BRUSSELS: European Union leaders have been bombarded with warnings not to overdo their planned crackdown on illegal immigration at Friday’s (today) Seville summit.

Ruud Lubbers, the UN High Commissioner for Refugees, said on Wednesday, that the EU was right to put the issue at the top of its agenda but wrong to focus on closing borders and punishing poor countries.

Mary Robinson, the UN Human Rights Commissioner, also urged caution and a sense of proportion, saying that asylum applications in Europe had actually dropped, and were 7 per cent lower in the first three months of this year than in the final quarter of last.

The UN and charities are afraid that the EU governments are getting carried away by their own rhetoric after the string of electoral successes by far-right and anti-immigration parties.

Tony Blair strongly supports Spanish prime minister Jose Maria Aznar’s plans to accelerate measures giving the EU common asylum and immigration policies.

Blair and Jacques Chirac of France discussed the issue in the hope that new measures could resolve the row about the Sangatte refugee camp near Calais.
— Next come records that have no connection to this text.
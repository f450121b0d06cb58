// src/filesystem/path.rs

//! Path validation for archive locations and archive entries
//!
//! Archive paths come from the command line or config files, so they are
//! checked and normalized before any filesystem mutation happens.

use crate::error::{Error, Result};
use std::path::{Component, Path, PathBuf};

/// Validate and lexically normalize a component archive path
///
/// This function:
/// 1. Rejects empty or whitespace-only paths and paths containing NUL bytes
/// 2. Drops `.` components and trailing separators
/// 3. Folds `dir/..` pairs (a leading `..` on a relative path is kept)
/// 4. Rejects paths that resolve to the filesystem root
///
/// A path that folds away entirely (for example `.`) becomes `.`.
///
/// # Examples
///
/// ```
/// use component_archive::filesystem::path::normalize_archive_path;
/// use std::path::PathBuf;
///
/// assert_eq!(
///     normalize_archive_path("/tmp/./out/").unwrap(),
///     PathBuf::from("/tmp/out")
/// );
/// assert_eq!(
///     normalize_archive_path("build/x/../archive").unwrap(),
///     PathBuf::from("build/archive")
/// );
/// assert!(normalize_archive_path("").is_err());
/// assert!(normalize_archive_path("/").is_err());
/// ```
pub fn normalize_archive_path(path: impl AsRef<Path>) -> Result<PathBuf> {
    let path = path.as_ref();
    let raw = path.to_string_lossy();

    if raw.trim().is_empty() {
        return Err(Error::InvalidArgument(
            "a component archive path must be defined".to_string(),
        ));
    }
    if raw.contains('\0') {
        return Err(Error::InvalidArgument(format!(
            "component archive path contains a NUL byte: {:?}",
            raw
        )));
    }

    let mut normalized = PathBuf::new();
    for component in path.components() {
        match component {
            Component::Prefix(_) | Component::RootDir => normalized.push(component.as_os_str()),
            Component::CurDir => {}
            Component::ParentDir => match normalized.components().next_back() {
                Some(Component::Normal(_)) => {
                    normalized.pop();
                }
                // "/.." is "/"
                Some(Component::RootDir) | Some(Component::Prefix(_)) => {}
                _ => normalized.push(".."),
            },
            Component::Normal(c) => normalized.push(c),
        }
    }

    if normalized.as_os_str().is_empty() {
        return Ok(PathBuf::from("."));
    }
    if normalized.has_root() && normalized.parent().is_none() {
        return Err(Error::InvalidArgument(format!(
            "component archive path must not be the filesystem root: {}",
            path.display()
        )));
    }

    Ok(normalized)
}

/// Validate a single entry name inside an archive (e.g. a blob filename)
///
/// Rejects path separators, `.`/`..`, and empty names.
///
/// # Examples
///
/// ```
/// use component_archive::filesystem::path::sanitize_filename;
///
/// assert_eq!(sanitize_filename("sha256.abc").unwrap(), "sha256.abc");
/// assert!(sanitize_filename("../descriptor").is_err());
/// assert!(sanitize_filename("blobs/x").is_err());
/// ```
pub fn sanitize_filename(name: &str) -> Result<&str> {
    if name.is_empty() {
        return Err(Error::InvalidArgument("empty archive entry name".to_string()));
    }
    if name.contains('/') || name.contains('\\') || name.contains('\0') {
        return Err(Error::InvalidArgument(format!(
            "archive entry name contains a path separator: {}",
            name
        )));
    }
    if name == ".." || name == "." {
        return Err(Error::InvalidArgument(format!(
            "invalid archive entry name: {}",
            name
        )));
    }
    Ok(name)
}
EU leaders hope that the two-day summit will endorse proposals to strengthen frontier controls, including financial arrangements, and set a timetable for a common asylum policy.

But they will have more trouble agreeing to controversial proposals that link external aid to poor countries to their cooperation in the return of illegal immigrants.

Speaking on the eve of World Refugee Day, Lubbers, a former Dutch prime minister, said that “there is far too much about sealing borders, which will not be effective, and far too much about punishing countries which don’t take back their people.”

Far from punishing impoverished countries, the EU should be working with those countries to improve conditions there, he added.

Robinson said she was worried that public fears about immigrants could lead to the tougher handling of refugees and asylum seekers in police stations and holding stations.

The European Commission president, Romano Prodi, said the EU’s war on illegal immigration must not be waged at the expense of integrating much-needed legal migrants who were “a source of vitality and energy, which aging Europe needs.”—Dawn/The Guardian News Service.